Au lendemain d’un nouveau suicide dans une entreprise ex-CAC 40 et de l’énième étude d’Oxfam soulignant l’inégalité de la distribution des richesses au monde, le Don Giovanni “à la Défense” revient à l’Opéra de Paris, toujours plus d’actualité.
Harcèlement moral et sexuel, abus de pouvoir, violence, tels sont les thèmes mis en valeur par Michael Haneke, réalisateur connu pour ses films troublants centrés sur le côté obscur de l’être humain.
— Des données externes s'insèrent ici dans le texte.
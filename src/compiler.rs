use std::path::{Path, PathBuf};
use std::process::Command;

use crate::error::{IconError, Result};
use crate::logger::log_command;

/// Packs a staged `.iconset` directory into a single icon container.
pub trait IconCompiler {
    fn compile(&self, staging: &Path, output: &Path) -> Result<PathBuf>;
}

impl<F> IconCompiler for F
where
    F: Fn(&Path, &Path) -> Result<PathBuf>,
{
    fn compile(&self, staging: &Path, output: &Path) -> Result<PathBuf> {
        self(staging, output)
    }
}

/// macOS `iconutil -c icns <staging> -o <output>`.
#[derive(Debug, Clone)]
pub struct Iconutil {
    program: String,
}

impl Iconutil {
    pub fn new(program: impl Into<String>) -> Self {
        Self { program: program.into() }
    }

    pub fn program(&self) -> &str {
        &self.program
    }
}

impl Default for Iconutil {
    fn default() -> Self {
        Self::new("iconutil")
    }
}

impl IconCompiler for Iconutil {
    fn compile(&self, staging: &Path, output: &Path) -> Result<PathBuf> {
        let args = vec![
            "-c".to_string(),
            "icns".to_string(),
            staging.display().to_string(),
            "-o".to_string(),
            output.display().to_string(),
        ];
        log_command(&self.program, &args);

        let out = Command::new(&self.program)
            .args(["-c", "icns"])
            .arg(staging)
            .arg("-o")
            .arg(output)
            .output()
            .map_err(|source| IconError::Spawn { program: self.program.clone(), source })?;

        if !out.status.success() {
            return Err(IconError::Compiler {
                status: out.status,
                stderr: String::from_utf8_lossy(&out.stderr).trim().to_string(),
            });
        }
        Ok(output.to_path_buf())
    }
}
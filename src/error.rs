use std::path::PathBuf;
use std::process::ExitStatus;

use thiserror::Error;

#[derive(Debug, Error)]
pub enum IconError {
    #[error("invalid argument: {0}")]
    InvalidArgument(String),

    #[error("could not allocate a {size}x{size} canvas")]
    Canvas { size: u32 },

    #[error("{}: {source}", .path.display())]
    Io {
        path: PathBuf,
        #[source]
        source: std::io::Error,
    },

    #[error("image encoding failed: {0}")]
    Image(#[from] image::ImageError),

    #[error("manifest serialization failed: {0}")]
    Json(#[from] serde_json::Error),

    #[error("failed to start {program}: {source}")]
    Spawn {
        program: String,
        #[source]
        source: std::io::Error,
    },

    #[error("icon compiler exited with {status}: {stderr}")]
    Compiler { status: ExitStatus, stderr: String },
}

impl IconError {
    /// Wrap an io error with the path it happened on.
    pub fn io(path: impl Into<PathBuf>, source: std::io::Error) -> Self {
        IconError::Io { path: path.into(), source }
    }
}

pub type Result<T> = std::result::Result<T, IconError>;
Don Giovanni devient prétexte pour montrer une violence déréalisée : le protagoniste profite de sa position sociale pour assouvir ses désirs les plus sombres tout en humiliant, voir dévorant les autres – il arrive à mordre Leporello au cou – et les femmes en particulier.
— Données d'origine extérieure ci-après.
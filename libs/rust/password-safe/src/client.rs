//! Credential checkout against Password Safe.

use crate::{
    config::PasswordSafeConfig,
    credential::Credential,
    error::{CheckoutError, CheckoutResult},
    guard::CheckoutGuard,
    matching::find_existing_request,
    models::CreateRequestBody,
    session::Session,
};
use tracing::{info, instrument};

/// Checkout length used when none is given.
pub const DEFAULT_DURATION_MINUTES: u32 = 5;

/// What to check out.
#[derive(Debug, Clone, PartialEq, Eq)]
pub struct CheckoutParams {
    /// Account name as known to the vault (AccountName or UPN)
    pub account_name: String,
    /// Managed system the account belongs to
    pub system_name: String,
    /// Requested checkout length; the vault enforces its own maximum
    pub duration_minutes: u32,
    /// Rotate the secret when the checkout ends
    pub rotate_on_checkin: bool,
}

impl CheckoutParams {
    /// Check out `account_name` on `system_name` with default options.
    #[must_use]
    pub fn new(account_name: impl Into<String>, system_name: impl Into<String>) -> Self {
        Self {
            account_name: account_name.into(),
            system_name: system_name.into(),
            duration_minutes: DEFAULT_DURATION_MINUTES,
            rotate_on_checkin: false,
        }
    }

    /// Set the requested checkout length.
    #[must_use]
    pub const fn with_duration_minutes(mut self, minutes: u32) -> Self {
        self.duration_minutes = minutes;
        self
    }

    /// Ask the vault to rotate the secret on check-in.
    #[must_use]
    pub const fn with_rotate_on_checkin(mut self, rotate: bool) -> Self {
        self.rotate_on_checkin = rotate;
        self
    }

    /// Reject empty names and a zero duration.
    ///
    /// # Errors
    ///
    /// Returns [`CheckoutError::InvalidInput`].
    pub fn validate(&self) -> CheckoutResult<()> {
        if self.account_name.trim().is_empty() {
            return Err(CheckoutError::invalid_input("account name is empty"));
        }
        if self.system_name.trim().is_empty() {
            return Err(CheckoutError::invalid_input("system name is empty"));
        }
        if self.duration_minutes == 0 {
            return Err(CheckoutError::invalid_input(
                "duration must be at least one minute",
            ));
        }
        Ok(())
    }
}

/// Password Safe client.
///
/// Every [`checkout`](Self::checkout) signs in afresh; nothing but the
/// per-account lock table is shared between calls.
#[derive(Debug, Clone)]
pub struct PasswordSafeClient {
    config: PasswordSafeConfig,
    guard: CheckoutGuard,
}

impl PasswordSafeClient {
    /// Create a new client.
    ///
    /// # Errors
    ///
    /// Returns [`CheckoutError::InvalidConfig`] if the configuration is incomplete.
    pub fn new(config: PasswordSafeConfig) -> CheckoutResult<Self> {
        config.validate()?;
        config.api_base_url()?;
        Ok(Self {
            config,
            guard: CheckoutGuard::new(),
        })
    }

    /// Share a lock table with other clients in this process.
    #[must_use]
    pub fn with_guard(mut self, guard: CheckoutGuard) -> Self {
        self.guard = guard;
        self
    }

    /// Check out a credential for the given account.
    ///
    /// Signs in, reuses an outstanding request for the account if one
    /// matches, otherwise resolves the account and creates a request, then
    /// fetches the released secret. The first failing step aborts the call.
    ///
    /// # Errors
    ///
    /// Returns [`CheckoutError::InvalidInput`] before any HTTP call if
    /// `params` is invalid, or the step-tagged error of the failing call.
    #[instrument(skip(self, params), fields(
        account = %params.account_name,
        system = %params.system_name,
    ))]
    pub async fn checkout(&self, params: &CheckoutParams) -> CheckoutResult<Credential> {
        params.validate()?;

        let _lock = self
            .guard
            .lock(&params.system_name, &params.account_name)
            .await;

        let session = Session::sign_in(&self.config).await?;
        let requests = session.list_requests().await?;

        let existing = find_existing_request(
            &requests,
            &params.account_name,
            &params.system_name,
            self.config.match_policy,
        );

        let request_id = if let Some((request, kind)) = existing {
            info!(request_id = %request.request_id, match_kind = ?kind, "Reusing checkout request");
            request.request_id.clone()
        } else {
            let account = session
                .lookup_account(&params.system_name, &params.account_name)
                .await?;
            let body = CreateRequestBody::view(
                account,
                params.duration_minutes,
                &self.config.reason,
                params.rotate_on_checkin,
            );
            session.create_request(&body).await?
        };

        let secret = session.fetch_credential(&request_id).await?;
        info!(request_id = %request_id, "Credential checked out");

        Ok(Credential::new(params.account_name.clone(), secret))
    }
}

#[cfg(test)]
mod tests {
    use super::*;

    #[test]
    fn test_params_defaults() {
        let params = CheckoutParams::new("svc1@corp.example.com", "db01");
        assert_eq!(params.duration_minutes, DEFAULT_DURATION_MINUTES);
        assert!(!params.rotate_on_checkin);
        assert!(params.validate().is_ok());
    }

    #[test]
    fn test_params_validation() {
        assert!(matches!(
            CheckoutParams::new("", "db01").validate(),
            Err(CheckoutError::InvalidInput(_))
        ));
        assert!(matches!(
            CheckoutParams::new("svc1", " ").validate(),
            Err(CheckoutError::InvalidInput(_))
        ));
        assert!(matches!(
            CheckoutParams::new("svc1", "db01")
                .with_duration_minutes(0)
                .validate(),
            Err(CheckoutError::InvalidInput(_))
        ));
    }

    #[test]
    fn test_client_rejects_incomplete_config() {
        let config = PasswordSafeConfig::new("pam.example.com", "", "svc-runner");
        assert!(matches!(
            PasswordSafeClient::new(config),
            Err(CheckoutError::InvalidConfig(_))
        ));
    }

    #[test]
    fn test_client_rejects_unparseable_domain() {
        let config = PasswordSafeConfig::new("bad host name", "key", "svc-runner");
        assert!(matches!(
            PasswordSafeClient::new(config),
            Err(CheckoutError::InvalidConfig(_))
        ));
    }

    #[tokio::test]
    async fn test_invalid_params_fail_before_any_call() {
        let config = PasswordSafeConfig::new("unreachable.invalid", "key", "svc-runner");
        let client = PasswordSafeClient::new(config).unwrap();
        let err = client
            .checkout(&CheckoutParams::new("svc1", ""))
            .await
            .unwrap_err();
        assert!(matches!(err, CheckoutError::InvalidInput(_)));
    }
}
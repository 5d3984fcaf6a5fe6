//! Centralized HTTP client configuration and building.
//!
//! Every vault call goes through a client built here, so request timeouts
//! are always explicit rather than inherited from reqwest defaults.

use reqwest::{Client, ClientBuilder};
use std::time::Duration;

/// HTTP client configuration.
#[derive(Debug, Clone)]
pub struct HttpConfig {
    /// Request timeout (default: 30s)
    pub timeout: Duration,
    /// Connection timeout (default: 10s)
    pub connect_timeout: Duration,
    /// User agent string
    pub user_agent: String,
    /// Keep cookies set by the server and replay them on later requests
    pub cookie_store: bool,
    /// Accept self-signed or otherwise invalid TLS certificates
    pub accept_invalid_certs: bool,
}

impl Default for HttpConfig {
    fn default() -> Self {
        Self {
            timeout: Duration::from_secs(30),
            connect_timeout: Duration::from_secs(10),
            user_agent: concat!("ps-checkout/", env!("CARGO_PKG_VERSION")).to_string(),
            cookie_store: true,
            accept_invalid_certs: false,
        }
    }
}

impl HttpConfig {
    /// Set the request timeout.
    #[must_use]
    pub const fn with_timeout(mut self, timeout: Duration) -> Self {
        self.timeout = timeout;
        self
    }

    /// Set the connect timeout.
    #[must_use]
    pub const fn with_connect_timeout(mut self, timeout: Duration) -> Self {
        self.connect_timeout = timeout;
        self
    }

    /// Accept invalid TLS certificates. Only meant for lab appliances.
    #[must_use]
    pub const fn with_accept_invalid_certs(mut self, accept: bool) -> Self {
        self.accept_invalid_certs = accept;
        self
    }
}

/// Build a configured HTTP client.
///
/// Each call returns a client with its own, empty cookie jar.
///
/// # Errors
///
/// Returns an error if the client cannot be built (e.g., TLS initialization fails).
///
/// # Examples
///
/// ```
/// use rust_common::{HttpConfig, build_http_client};
/// use std::time::Duration;
///
/// let config = HttpConfig::default()
///     .with_timeout(Duration::from_secs(60));
/// let client = build_http_client(&config).expect("Failed to build client");
/// ```
pub fn build_http_client(config: &HttpConfig) -> Result<Client, reqwest::Error> {
    ClientBuilder::new()
        .timeout(config.timeout)
        .connect_timeout(config.connect_timeout)
        .user_agent(&config.user_agent)
        .cookie_store(config.cookie_store)
        .danger_accept_invalid_certs(config.accept_invalid_certs)
        .use_rustls_tls()
        .build()
}
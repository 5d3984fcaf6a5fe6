//! Shared proptest generators.

use proptest::prelude::*;

/// Generate bare account names as the vault stores them.
pub fn account_name_strategy() -> impl Strategy<Value = String> {
    "[a-z][a-z0-9_-]{2,15}"
}

/// Generate a bare account name together with its UPN form.
pub fn upn_strategy() -> impl Strategy<Value = (String, String)> {
    (account_name_strategy(), "[a-z]{3,10}", "[a-z]{2,4}").prop_map(|(account, domain, tld)| {
        let upn = format!("{account}@{domain}.{tld}");
        (account, upn)
    })
}

/// Generate managed system names.
pub fn system_name_strategy() -> impl Strategy<Value = String> {
    prop_oneof![
        Just("db01".to_string()),
        Just("win-app-02".to_string()),
        Just("linux-bastion".to_string()),
        "[a-z][a-z0-9-]{2,20}",
    ]
}

/// Generate secret values.
pub fn secret_value_strategy() -> impl Strategy<Value = String> {
    "[A-Za-z0-9!@#$%^&*]{8,64}"
}

/// Generate server-assigned request identifiers.
pub fn request_id_strategy() -> impl Strategy<Value = u64> {
    1u64..10_000_000
}

/// Generate checkout durations in minutes.
pub fn duration_minutes_strategy() -> impl Strategy<Value = u32> {
    1u32..=10_080
}
//! Username/password pair released by a checkout.

use secrecy::SecretString;
use std::fmt;

/// A released credential.
///
/// The secret stays wrapped in [`SecretString`]: it is zeroized on drop and
/// only readable through [`secrecy::ExposeSecret`]. `Debug` never prints it.
#[derive(Clone)]
pub struct Credential {
    username: String,
    secret: SecretString,
}

impl Credential {
    /// Pair a username with its secret.
    #[must_use]
    pub fn new(username: impl Into<String>, secret: SecretString) -> Self {
        Self {
            username: username.into(),
            secret,
        }
    }

    /// Account name exactly as the caller asked for it.
    #[must_use]
    pub fn username(&self) -> &str {
        &self.username
    }

    /// The released secret.
    #[must_use]
    pub const fn secret(&self) -> &SecretString {
        &self.secret
    }
}

impl fmt::Debug for Credential {
    fn fmt(&self, f: &mut fmt::Formatter<'_>) -> fmt::Result {
        f.debug_struct("Credential")
            .field("username", &self.username)
            .field("secret", &"[REDACTED]")
            .finish()
    }
}

#[cfg(test)]
mod tests {
    use super::*;

    #[test]
    fn test_debug_redacts_secret() {
        let credential = Credential::new("svc1@corp.example.com", SecretString::from("hunter2"));
        let debug = format!("{credential:?}");
        assert!(!debug.contains("hunter2"));
        assert!(debug.contains("svc1@corp.example.com"));
        assert!(debug.contains("[REDACTED]"));
    }
}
Si, dans les mises en scène plus traditionnelles, le public sympathise avec le charismatique Don Giovanni et en regrette la mort, ici tout est fait pour le rendre détestable et sa défenestration n’est qu’une libération – par ailleurs bien soulignée par la lumière du jour qui vient finalement éclairer le cauchemar d’une nuit.
Se déroulant en une seule nuit et dans un seul lieu, les bureaux d’une grande entreprise, dans une métropole indifférente et anonyme, l’intrigue commence par un meurtre : le directeur général (Don Giovanni) tue le patron de l’entreprise (le Commendatore) car surpris en train de séduire sa fille (Donna Anna). Cette dernière crie au viol et au meurtre et son fiancé Don Ottavio promet de la venger. Entre temps Don Giovanni, aidé par son assistant Leporello, continue de séduire toutes les femmes qu’il rencontre, de la jeune femme de ménage Zerlina, à son ancienne amante Donna Elvira ne se contentant pas que de jupons ( à Masetto: « Sì, si, facciamo core! Ed a ballar cogli altri andiamo tutti e tre… » [“Oui, courage! et dansons tous les trois…”]).
Après un insoutenable crescendo de sadisme sans issue morale où l’alcool, la cocaïne et le sexe sont des acteurs à part entière, comme Don Giovanni refuse de se repentir, le libertin est puni par les employés de l’entreprise et jeté dans le vide.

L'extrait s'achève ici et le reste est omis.